• Exercise objective:
Nothing but the lines from the one with "text.split(';')" down to the one with "over a channel." should be returned, exactly and with both ends included, from the material below.
-- Working data follows --
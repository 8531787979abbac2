use std::sync::Arc;

use chrono::NaiveDate;

use super::{logout, today, MedicineView, StatsPanel};
use crate::api::models::{Medicine, MedicineInput};
use crate::api::PharmacyApi;
use crate::executor::{Action, Executor, Outcome};
use crate::services::{Clock, ClockFace};
use crate::ui::{Form, Host, Table};
use crate::utils::format_date;

const STATS: Action =
    Action::new("load dashboard stats", "stats_load_failed", "stats_load_error").quiet();
const LIST: Action = Action::new("load medicines", "medicines_load_failed", "medicines_load_error");
const DETAILS: Action =
    Action::new("load medicine details", "medicine_details_failed", "medicine_details_error");
const ADD: Action = Action::new("add medicine", "medicine_add_failed", "medicine_add_error")
    .with_success("medicine_added");
const UPDATE: Action =
    Action::new("update medicine", "medicine_update_failed", "medicine_update_error")
        .with_success("medicine_updated");
const DELETE: Action =
    Action::new("delete medicine", "medicine_delete_failed", "medicine_delete_error")
        .with_success("medicine_deleted");

/// Fields every medicine form must carry before it is submitted.
const REQUIRED_FIELDS: [&str; 5] = [
    "medicine_name",
    "batch_number",
    "expiry_date",
    "quantity_available",
    "unit_price",
];

/// Inventory management view for administrators.
pub struct AdminDashboard<A: PharmacyApi> {
    api: Arc<A>,
    executor: Executor,
    auth_entry: String,
    pinned_today: Option<NaiveDate>,
    clock: Option<Clock>,
    pub stats: StatsPanel,
    pub medicines: Vec<MedicineView>,
    pub table: Table,
    pub add_form: Form,
    pub add_open: bool,
    pub edit_form: Form,
    /// The medicine whose edit modal is open.
    pub editing: Option<i64>,
}

impl<A: PharmacyApi> AdminDashboard<A> {
    pub fn new(api: Arc<A>, executor: Executor, auth_entry: impl Into<String>) -> Self {
        Self {
            api,
            executor,
            auth_entry: auth_entry.into(),
            pinned_today: None,
            clock: None,
            stats: StatsPanel::default(),
            medicines: Vec::new(),
            table: Table::new(),
            add_form: Form::new(),
            add_open: false,
            edit_form: Form::new(),
            editing: None,
        }
    }

    /// Evaluates expiry against a fixed day instead of the local date.
    pub fn pin_today(&mut self, date: NaiveDate) {
        self.pinned_today = Some(date);
    }

    pub fn attach_clock(&mut self, clock: Clock) {
        self.clock = Some(clock);
    }

    /// The wall clock shown in the header, blank until a ticker is attached.
    pub fn clock(&self) -> ClockFace {
        self.clock.as_ref().map(Clock::face).unwrap_or_default()
    }

    /// First load of the page: counters and the medicine list together.
    pub async fn load(&mut self) {
        let (stats, medicines) = futures::join!(
            self.executor.run(&STATS, self.api.dashboard_stats()),
            self.executor.run(&LIST, self.api.list_medicines()),
        );
        if let Ok(stats) = stats {
            self.stats = StatsPanel::from(&stats);
        }
        if let Ok(medicines) = medicines {
            self.show_medicines(medicines);
        }
    }

    pub async fn load_stats(&mut self) -> Outcome<()> {
        let stats = self.executor.run(&STATS, self.api.dashboard_stats()).await?;
        self.stats = StatsPanel::from(&stats);
        Ok(())
    }

    /// Replaces the table on success; on failure the previous rows stay.
    pub async fn load_medicines(&mut self) -> Outcome<()> {
        let medicines = self.executor.run(&LIST, self.api.list_medicines()).await?;
        self.show_medicines(medicines);
        Ok(())
    }

    fn show_medicines(&mut self, medicines: Vec<Medicine>) {
        let today = today(self.pinned_today);
        self.medicines = medicines
            .into_iter()
            .map(|medicine| MedicineView::new(medicine, today))
            .collect();
        self.table
            .replace_rows(self.medicines.iter().map(MedicineView::row).collect());
        log::info!("Showing {} medicines", self.medicines.len());
    }

    pub fn open_add(&mut self) {
        self.add_open = true;
    }

    pub fn close_add(&mut self) {
        self.add_open = false;
        self.add_form.reset();
    }

    pub async fn add_medicine(&mut self) -> Outcome<()> {
        let input = self.medicine_input(&self.add_form)?;
        self.executor
            .run(&ADD, self.api.create_medicine(&input))
            .await?;
        self.close_add();
        self.refresh().await;
        Ok(())
    }

    /// Fetches one medicine and fills the edit form with it.
    pub async fn open_edit(&mut self, id: i64) -> Outcome<()> {
        let medicine = self.executor.run(&DETAILS, self.api.get_medicine(id)).await?;
        self.edit_form = medicine_form(&medicine);
        self.editing = Some(medicine.id);
        Ok(())
    }

    pub fn close_edit(&mut self) {
        self.editing = None;
        self.edit_form.reset();
    }

    pub async fn update_medicine(&mut self) -> Outcome<()> {
        let Some(id) = self.editing else {
            return Err(self.executor.reject("medicine_edit_not_open"));
        };
        let input = self.medicine_input(&self.edit_form)?;
        self.executor
            .run(&UPDATE, self.api.update_medicine(id, &input))
            .await?;
        self.close_edit();
        self.refresh().await;
        Ok(())
    }

    /// Deletes after the user confirms. Returns `false` when they decline,
    /// in which case nothing is sent.
    pub async fn delete_medicine(&mut self, id: i64, host: &dyn Host) -> Outcome<bool> {
        let prompt = self.executor.text("medicine_delete_confirm");
        if !host.confirm(&prompt).await {
            log::info!("Deletion of medicine {} cancelled", id);
            return Ok(false);
        }
        self.executor
            .run(&DELETE, self.api.delete_medicine(id))
            .await?;
        self.refresh().await;
        Ok(true)
    }

    pub fn search(&mut self, query: &str) {
        self.table.filter(query);
    }

    pub async fn logout(&self, host: &dyn Host) -> Outcome<()> {
        logout(self.api.as_ref(), &self.executor, host, &self.auth_entry).await
    }

    async fn refresh(&mut self) {
        let _ = self.load_medicines().await;
        let _ = self.load_stats().await;
    }

    fn medicine_input(&self, form: &Form) -> Outcome<MedicineInput> {
        if REQUIRED_FIELDS.iter().any(|field| form.is_blank(field)) {
            return Err(self.executor.reject("medicine_fields_required"));
        }
        let quantity_available = form
            .int("quantity_available")
            .ok_or_else(|| self.executor.reject("medicine_quantity_invalid"))?;
        let unit_price = form
            .float("unit_price")
            .ok_or_else(|| self.executor.reject("medicine_price_invalid"))?;

        Ok(MedicineInput {
            medicine_name: form.get("medicine_name").trim().to_string(),
            batch_number: form.get("batch_number").trim().to_string(),
            expiry_date: form.get("expiry_date").to_string(),
            date_of_purchase: form.get("date_of_purchase").to_string(),
            quantity_available,
            unit_price,
            manufacturer: form.get("manufacturer").to_string(),
            category: form.get("category").to_string(),
            description: form.get("description").to_string(),
        })
    }
}

fn medicine_form(medicine: &Medicine) -> Form {
    Form::new()
        .with("medicine_name", medicine.name.as_str())
        .with("batch_number", medicine.batch_number.as_str())
        .with("expiry_date", format_date(medicine.expiry_date))
        .with(
            "date_of_purchase",
            medicine.date_of_purchase.map(format_date).unwrap_or_default(),
        )
        .with("quantity_available", medicine.quantity_available.to_string())
        .with("unit_price", medicine.unit_price.to_string())
        .with("manufacturer", medicine.manufacturer.clone().unwrap_or_default())
        .with("category", medicine.category.clone().unwrap_or_default())
        .with("description", medicine.description.clone().unwrap_or_default())
}
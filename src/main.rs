use std::cell::RefCell;
use std::io::{self, Write};
use std::path::Path;
use std::str::FromStr;
use std::sync::Arc;

use async_trait::async_trait;
use dotenvy::dotenv;
use tokio::io::{AsyncBufReadExt, BufReader};
use tokio::sync::{mpsc, Mutex};

use pharmadesk::api::models::{LoginRequest, PrescriptionFile, ReceiptChannel, UserType};
use pharmadesk::api::{HttpClient, PharmacyApi};
use pharmadesk::chatbot::ChatbotWidget;
use pharmadesk::config::{Config, Role};
use pharmadesk::dashboard::{AdminDashboard, Section, StaffDashboard};
use pharmadesk::executor::Executor;
use pharmadesk::i18n::I18n;
use pharmadesk::init::PageInitializer;
use pharmadesk::notify::{Notifier, ToastBoard};
use pharmadesk::services::{start_clock, Clock};
use pharmadesk::ui::{Document, Form, Host, Table};

type Error = Box<dyn std::error::Error + Send + Sync>;

const HELP: &str = "\
Available commands:
/login <username> <password>  Sign in with the configured role.
/stats                        Show today's counters.
/medicines                    List medicines (admin) or sellable stock (staff).
/add key=value;...            Add a medicine (admin).
/edit <id> [key=value;...]    Edit a medicine (admin).
/delete <id>                  Delete a medicine after confirmation (admin).
/search <text>                Filter the visible table.
/sales                        Show the sales records (staff).
/sell key=value;...           Record a sale; medicine=<id>, prescription=<file> (staff).
/receipt <sale id> [twilio]   Send a receipt (staff).
/pay order|verify <payment id> <signature>  Pay for the sale in the form (staff).
/chat <message>               Ask the medical assistant.
/open, /close                 Open or close the assistant panel.
/logout                       End the session.
/help                         Show this help.
/quit                         Leave the desk.";

#[derive(Debug, PartialEq)]
enum Command {
    Login { username: String, password: String },
    Stats,
    Medicines,
    Add(Form),
    Edit { id: i64, fields: Form },
    Delete(i64),
    Search(String),
    Sales,
    Sell(Form),
    Receipt { sale_id: i64, channel: ReceiptChannel },
    PayOrder,
    PayVerify { payment_id: String, signature: String },
    Chat(String),
    Open,
    Close,
    Logout,
    Help,
    Quit,
}

impl FromStr for Command {
    type Err = String;

    fn from_str(line: &str) -> Result<Self, Self::Err> {
        let line = line.trim();
        let (name, rest) = line.split_once(' ').unwrap_or((line, ""));
        let rest = rest.trim();
        let id = |text: &str| {
            text.parse::<i64>()
                .map_err(|_| format!("`{}` is not a valid id", text))
        };

        match name {
            "/login" => match rest.split_whitespace().collect::<Vec<_>>().as_slice() {
                [username, password] => Ok(Command::Login {
                    username: username.to_string(),
                    password: password.to_string(),
                }),
                _ => Err("usage: /login <username> <password>".to_string()),
            },
            "/stats" => Ok(Command::Stats),
            "/medicines" => Ok(Command::Medicines),
            "/add" => Ok(Command::Add(parse_fields(rest))),
            "/edit" => {
                let (target, fields) = rest.split_once(' ').unwrap_or((rest, ""));
                Ok(Command::Edit {
                    id: id(target)?,
                    fields: parse_fields(fields),
                })
            }
            "/delete" => Ok(Command::Delete(id(rest)?)),
            "/search" => Ok(Command::Search(rest.to_string())),
            "/sales" => Ok(Command::Sales),
            "/sell" => Ok(Command::Sell(parse_fields(rest))),
            "/receipt" => {
                let mut parts = rest.split_whitespace();
                let sale_id = id(parts.next().unwrap_or(""))?;
                let channel = match parts.next() {
                    Some("twilio") => ReceiptChannel::Twilio,
                    None | Some("whatsapp") => ReceiptChannel::WhatsApp,
                    Some(other) => return Err(format!("unknown receipt channel `{}`", other)),
                };
                Ok(Command::Receipt { sale_id, channel })
            }
            "/pay" => match rest.split_whitespace().collect::<Vec<_>>().as_slice() {
                ["order"] => Ok(Command::PayOrder),
                ["verify", payment_id, signature] => Ok(Command::PayVerify {
                    payment_id: payment_id.to_string(),
                    signature: signature.to_string(),
                }),
                _ => Err("usage: /pay order | /pay verify <payment id> <signature>".to_string()),
            },
            "/chat" => Ok(Command::Chat(rest.to_string())),
            "/open" => Ok(Command::Open),
            "/close" => Ok(Command::Close),
            "/logout" => Ok(Command::Logout),
            "/help" => Ok(Command::Help),
            "/quit" | "/exit" => Ok(Command::Quit),
            other => Err(format!("unknown command `{}`, try /help", other)),
        }
    }
}

/// Parses `key=value;key=value` into a form.
fn parse_fields(text: &str) -> Form {
    text.split(';')
        .filter_map(|pair| pair.split_once('='))
        .fold(Form::new(), |form, (key, value)| {
            form.with(key.trim(), value.trim())
        })
}

/// Reads stdin on its own task and hands every line over a channel.
fn spawn_stdin_reader() -> mpsc::UnboundedReceiver<String> {
    let (sender, receiver) = mpsc::unbounded_channel();
    tokio::spawn(async move {
        let mut stdin = BufReader::new(tokio::io::stdin());
        let mut line = String::new();
        loop {
            line.clear();
            match stdin.read_line(&mut line).await {
                Ok(0) => break,
                Ok(_) => {
                    if sender.send(line.trim_end().to_string()).is_err() {
                        break;
                    }
                }
                Err(e) => {
                    log::error!("Failed to read stdin: {}", e);
                    break;
                }
            }
        }
    });
    receiver
}

/// Terminal stand-in for the browser: commands and confirmations come from
/// the same stdin lines, and navigation ends the session.
struct TerminalHost {
    lines: Mutex<mpsc::UnboundedReceiver<String>>,
    navigated: RefCell<Option<String>>,
}

impl TerminalHost {
    fn new(lines: mpsc::UnboundedReceiver<String>) -> Self {
        Self {
            lines: Mutex::new(lines),
            navigated: RefCell::new(None),
        }
    }

    /// The next line typed, or `None` once stdin is closed.
    async fn read_line(&self) -> Option<String> {
        self.lines.lock().await.recv().await
    }
}

#[async_trait(?Send)]
impl Host for TerminalHost {
    async fn confirm(&self, prompt: &str) -> bool {
        print!("{} [y/N] ", prompt);
        let _ = io::stdout().flush();
        match self.read_line().await {
            Some(answer) => matches!(answer.trim(), "y" | "Y" | "yes"),
            None => false,
        }
    }

    fn navigate(&self, target: &str) {
        println!("-> {}", target);
        *self.navigated.borrow_mut() = Some(target.to_string());
    }
}

enum Desk {
    Admin(AdminDashboard<HttpClient>),
    Staff(StaffDashboard<HttpClient>),
}

fn print_table(table: &Table) {
    let mut shown = 0;
    for row in table.visible_rows() {
        let key = row.key.map(|k| format!("#{:<4} ", k)).unwrap_or_default();
        println!("{}{}", key, row.cells.join(" | "));
        shown += 1;
    }
    if shown == 0 {
        println!("(nothing to show)");
    }
}

/// Builds the page the decorations are applied to from the current table.
fn desk_page(table: &Table) -> Document {
    let mut doc = Document::new();
    let body = doc.body();
    let menu_toggle = doc.append(body, "button");
    doc.set_attr(menu_toggle, "aria-label", "Toggle menu");
    let menu = doc.append(body, "nav");
    doc.add_class(menu, "mobile-menu").add_class(menu, "hidden");
    let search = doc.append(body, "div");
    let input = doc.append(search, "input");
    doc.set_attr(input, "type", "text");
    let element = doc.append(body, "table");
    let tbody = doc.append(element, "tbody");
    for _ in table.visible_rows() {
        doc.append(tbody, "tr");
    }
    doc
}

async fn read_prescription(form: &Form) -> Result<Option<PrescriptionFile>, Error> {
    let path = form.get("prescription");
    if path.is_empty() {
        return Ok(None);
    }
    let bytes = tokio::fs::read(path).await?;
    let file_name = Path::new(path)
        .file_name()
        .map(|name| name.to_string_lossy().to_string())
        .unwrap_or_else(|| "prescription".to_string());
    let content_type = match Path::new(path).extension().and_then(|e| e.to_str()) {
        Some("png") => "image/png",
        Some("jpg") | Some("jpeg") => "image/jpeg",
        Some("pdf") => "application/pdf",
        _ => "application/octet-stream",
    };
    Ok(Some(PrescriptionFile {
        file_name,
        content_type: content_type.to_string(),
        bytes,
    }))
}
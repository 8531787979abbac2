//! Markup for chat messages and the medicine information card.

use super::{ChatMessage, Sender};
use crate::api::models::MedicineInfo;
use crate::utils::escape_html;

/// Renders one message bubble. All text is escaped.
pub fn render_message(message: &ChatMessage, disclaimer: &str) -> String {
    let text = escape_html(&message.text);
    match message.sender {
        Sender::User => format!(
            r#"<div class="message user"><p class="text-sm">{}</p></div>"#,
            text
        ),
        Sender::Bot => {
            let mut content = format!(r#"<p class="text-sm text-gray-800">{}</p>"#, text);
            if let Some(info) = &message.medicine_info {
                content.push_str(&render_medicine_card(info, disclaimer));
            }
            format!(r#"<div class="message bot">{}</div>"#, content)
        }
    }
}

/// Lists whatever facts are present, then the disclaimer, which is always
/// shown.
pub fn render_medicine_card(info: &MedicineInfo, disclaimer: &str) -> String {
    let mut card = String::from(r#"<div class="medicine-card">"#);
    card.push_str("<h4>📋 Medicine Information</h4>");

    if let Some(generic) = info.generic_name.as_deref().filter(|g| !g.is_empty()) {
        push_fact(&mut card, "Generic Name", generic, false);
    }
    push_list(&mut card, "Brand Names", &info.brand_names, false);
    push_list(&mut card, "Uses", &info.uses, false);
    if let Some(adults) = info
        .dosage
        .as_ref()
        .and_then(|dosage| dosage.adults.as_deref())
        .filter(|a| !a.is_empty())
    {
        push_fact(&mut card, "Adult Dosage", adults, false);
    }
    push_list(&mut card, "Side Effects", &info.side_effects, false);
    push_list(&mut card, "⚠️ Warnings", &info.warnings, true);

    card.push_str(&format!(
        r#"<p class="disclaimer">{}</p>"#,
        escape_html(disclaimer)
    ));
    card.push_str("</div>");
    card
}

fn push_list(card: &mut String, label: &str, items: &[String], warning: bool) {
    if !items.is_empty() {
        push_fact(card, label, &items.join(", "), warning);
    }
}

fn push_fact(card: &mut String, label: &str, value: &str, warning: bool) {
    let class = if warning { "text-red-600" } else { "text-gray-700" };
    card.push_str(&format!(
        r#"<p class="{}"><strong>{}:</strong> {}</p>"#,
        class,
        label,
        escape_html(value)
    ));
}

#[cfg(test)]
mod tests {
    use super::*;
    use crate::api::models::Dosage;

    const DISCLAIMER: &str = "Always consult healthcare professionals.";

    #[test]
    fn user_text_is_escaped() {
        let message = ChatMessage::user("<script>alert('x')</script>");
        let html = render_message(&message, DISCLAIMER);
        assert!(html.contains("&lt;script&gt;alert(&#39;x&#39;)&lt;/script&gt;"));
        assert!(!html.contains("<script>"));
    }

    #[test]
    fn card_shows_present_fields_only() {
        let info = MedicineInfo {
            generic_name: Some("Ibuprofen".into()),
            brand_names: vec!["Advil".into(), "Motrin".into()],
            uses: vec![],
            dosage: Some(Dosage {
                adults: Some("200-400 mg every 4-6 hours".into()),
                children: None,
            }),
            side_effects: vec![],
            warnings: vec!["Take with food".into()],
        };
        let card = render_medicine_card(&info, DISCLAIMER);
        assert!(card.contains("<strong>Generic Name:</strong> Ibuprofen"));
        assert!(card.contains("<strong>Brand Names:</strong> Advil, Motrin"));
        assert!(card.contains("<strong>Adult Dosage:</strong> 200-400 mg every 4-6 hours"));
        assert!(card.contains("Take with food"));
        assert!(!card.contains("Uses:"));
        assert!(!card.contains("Side Effects:"));
        assert!(card.contains(DISCLAIMER));
    }

    #[test]
    fn empty_card_still_has_disclaimer() {
        let card = render_medicine_card(&MedicineInfo::default(), DISCLAIMER);
        assert!(card.contains(DISCLAIMER));
        assert!(!card.contains("<strong>"));
    }

    #[test]
    fn card_escapes_service_text() {
        let info = MedicineInfo {
            uses: vec!["pain & fever".into()],
            ..MedicineInfo::default()
        };
        let mut message = ChatMessage::bot("Here you go");
        message.medicine_info = Some(info);
        let html = render_message(&message, DISCLAIMER);
        assert!(html.contains("pain &amp; fever"));
    }
}
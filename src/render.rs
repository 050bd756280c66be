//! Plain-text rendering of characters
//!
//! Link fields are shown by resolved name. The live cache is consulted first
//! since it carries local renames; a record's own snapshot covers links the
//! cache no longer holds after a reset.

use crate::model::{Character, SCALAR_ATTRIBUTES};
use crate::resource::{LinkedResource, ResourceKind};
use crate::store::{CharacterRecord, RecordStore};
use std::fmt::Write;

const LINK_KINDS: [ResourceKind; 5] = [
    ResourceKind::Planet,
    ResourceKind::Film,
    ResourceKind::Species,
    ResourceKind::Vehicle,
    ResourceKind::Starship,
];

/// Best known payload for a link of `record`
pub fn lookup(store: &RecordStore, record: &CharacterRecord, url: &str) -> Option<LinkedResource> {
    store
        .get_resource_data(url)
        .or_else(|| record.resource(url).cloned())
}

/// Label for the `index`th link in a list, "Link N" when unresolved
pub fn link_label(store: &RecordStore, record: &CharacterRecord, url: &str, index: usize) -> String {
    match lookup(store, record, url) {
        Some(resource) if !resource.display_name().is_empty() => resource.display_name().to_string(),
        _ => format!("Link {}", index + 1),
    }
}

/// Multi-line card for the list view
pub fn render_card(store: &RecordStore, record: &CharacterRecord) -> String {
    let character = &record.character;
    let mut out = String::new();

    let _ = writeln!(out, "== {} ==", character.name);
    for (label, field) in SCALAR_ATTRIBUTES {
        if let Some(value) = character.attribute(field).filter(|v| !v.is_empty()) {
            let _ = writeln!(out, "  {}: {}", label, value);
        }
    }

    for kind in LINK_KINDS {
        let urls = character.links_of(kind);
        if urls.is_empty() {
            continue;
        }
        let labels: Vec<String> = urls
            .iter()
            .enumerate()
            .map(|(i, url)| link_label(store, record, url, i))
            .collect();
        let _ = writeln!(out, "  {}: {}", kind.field_label(), labels.join(", "));
    }

    out
}

/// Field values shown by the editor: resolved names, raw URL when unresolved
pub fn form_values(store: &RecordStore, record: &CharacterRecord) -> Vec<(&'static str, String)> {
    let character: &Character = &record.character;
    let mut values: Vec<(&'static str, String)> = SCALAR_ATTRIBUTES
        .iter()
        .map(|(label, field)| (*label, character.attribute(field).unwrap_or_default().to_string()))
        .collect();

    for kind in LINK_KINDS {
        let joined = character
            .links_of(kind)
            .iter()
            .map(|url| match lookup(store, record, url) {
                Some(resource) if !resource.display_name().is_empty() => {
                    resource.display_name().to_string()
                }
                _ => url.to_string(),
            })
            .collect::<Vec<_>>()
            .join(", ");
        values.push((kind.field_label(), joined));
    }

    values
}

/// Detail view: editor fields followed by optional per-resource details
pub fn render_detail(store: &RecordStore, record: &CharacterRecord, with_details: bool) -> String {
    let mut out = String::new();
    let _ = writeln!(out, "{}", record.character.name);
    let _ = writeln!(out, "{}", "-".repeat(record.character.name.len().max(1)));

    for (label, value) in form_values(store, record) {
        let _ = writeln!(out, "{:<12} {}", format!("{}:", label), value);
    }

    if with_details {
        for link in record.character.link_urls() {
            let _ = writeln!(out);
            match lookup(store, record, link.url) {
                Some(resource) => {
                    let _ = writeln!(out, "[{}] {}", resource.kind(), link.url);
                    for (label, value) in resource.details() {
                        let _ = writeln!(out, "  {}: {}", label, value);
                    }
                }
                None => {
                    let _ = writeln!(out, "[{}] {} (unavailable)", link.kind, link.url);
                }
            }
        }
    }

    out
}

/// Pagination footer
pub fn render_footer(store: &RecordStore, page: u32) -> String {
    format!(
        "Page {} of {} ({} total)",
        page,
        store.page_count().max(1),
        store.count()
    )
}
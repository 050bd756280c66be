//! Primary record model
//!
//! A [`Character`] is one entry of the SWAPI `people` collection. Its scalar
//! attributes are display-only strings; its link fields hold URLs of other
//! resources that are resolved through the [`ResourceCache`](crate::resource::ResourceCache).

use anyhow::Result;
use serde::{Deserialize, Serialize};

use crate::resource::ResourceKind;

/// Editable scalar attributes, in display order, as `(label, field)` pairs
pub const SCALAR_ATTRIBUTES: &[(&str, &str)] = &[
    ("Height", "height"),
    ("Mass", "mass"),
    ("Hair Color", "hair_color"),
    ("Skin Color", "skin_color"),
    ("Eye Color", "eye_color"),
    ("Birth Year", "birth_year"),
    ("Gender", "gender"),
];

/// A character as returned by the people endpoints
///
/// `url` is the record's identity and must be present; everything else
/// defaults when missing.
#[derive(Debug, Clone, PartialEq, Eq, Default, Serialize, Deserialize)]
pub struct Character {
    #[serde(default)]
    pub name: String,
    #[serde(default)]
    pub height: String,
    #[serde(default)]
    pub mass: String,
    #[serde(default)]
    pub hair_color: String,
    #[serde(default)]
    pub skin_color: String,
    #[serde(default)]
    pub eye_color: String,
    #[serde(default)]
    pub birth_year: String,
    #[serde(default)]
    pub gender: String,
    #[serde(default)]
    pub homeworld: String,
    #[serde(default)]
    pub films: Vec<String>,
    #[serde(default)]
    pub species: Vec<String>,
    #[serde(default)]
    pub vehicles: Vec<String>,
    #[serde(default)]
    pub starships: Vec<String>,
    #[serde(default)]
    pub created: String,
    #[serde(default)]
    pub edited: String,
    pub url: String,
}

/// A URL reference held by a link field, tagged with the kind it points to
#[derive(Debug, Clone, Copy, PartialEq, Eq)]
pub struct Link<'a> {
    pub kind: ResourceKind,
    pub url: &'a str,
}

impl Character {
    /// Every link URL of this character in resolution order: homeworld, then
    /// films, species, vehicles and starships.
    pub fn link_urls(&self) -> Vec<Link<'_>> {
        let mut links = Vec::with_capacity(
            1 + self.films.len() + self.species.len() + self.vehicles.len() + self.starships.len(),
        );

        if !self.homeworld.is_empty() {
            links.push(Link {
                kind: ResourceKind::Planet,
                url: &self.homeworld,
            });
        }

        let groups = [
            (ResourceKind::Film, &self.films),
            (ResourceKind::Species, &self.species),
            (ResourceKind::Vehicle, &self.vehicles),
            (ResourceKind::Starship, &self.starships),
        ];
        for (kind, urls) in groups {
            links.extend(urls.iter().map(|url| Link {
                kind,
                url: url.as_str(),
            }));
        }

        links
    }

    /// The link URLs of one kind
    pub fn links_of(&self, kind: ResourceKind) -> Vec<&str> {
        match kind {
            ResourceKind::Planet if self.homeworld.is_empty() => Vec::new(),
            ResourceKind::Planet => vec![self.homeworld.as_str()],
            ResourceKind::Film => self.films.iter().map(String::as_str).collect(),
            ResourceKind::Species => self.species.iter().map(String::as_str).collect(),
            ResourceKind::Vehicle => self.vehicles.iter().map(String::as_str).collect(),
            ResourceKind::Starship => self.starships.iter().map(String::as_str).collect(),
        }
    }

    /// Read a scalar attribute by field name
    pub fn attribute(&self, field: &str) -> Option<&str> {
        let value = match field {
            "name" => &self.name,
            "height" => &self.height,
            "mass" => &self.mass,
            "hair_color" => &self.hair_color,
            "skin_color" => &self.skin_color,
            "eye_color" => &self.eye_color,
            "birth_year" => &self.birth_year,
            "gender" => &self.gender,
            _ => return None,
        };
        Some(value.as_str())
    }

    /// Overwrite a scalar attribute by field name
    ///
    /// Link fields and identity fields cannot be edited.
    pub fn set_attribute(&mut self, field: &str, value: &str) -> Result<()> {
        let slot = match field {
            "name" => &mut self.name,
            "height" => &mut self.height,
            "mass" => &mut self.mass,
            "hair_color" => &mut self.hair_color,
            "skin_color" => &mut self.skin_color,
            "eye_color" => &mut self.eye_color,
            "birth_year" => &mut self.birth_year,
            "gender" => &mut self.gender,
            "homeworld" | "films" | "species" | "vehicles" | "starships" => {
                return Err(anyhow::anyhow!(
                    "'{}' is a link field; rename the linked resource instead",
                    field
                ));
            }
            _ => return Err(anyhow::anyhow!("Unknown or read-only field: {}", field)),
        };
        *slot = value.to_string();
        Ok(())
    }
}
-- Working data concluded --
• Solution for this task:
    text.split(';')
        .filter_map(|pair| pair.split_once('='))
        .fold(Form::new(), |form, (key, value)| {
            form.with(key.trim(), value.trim())
        })
}

/// Reads stdin on its own task and hands every line over a channel.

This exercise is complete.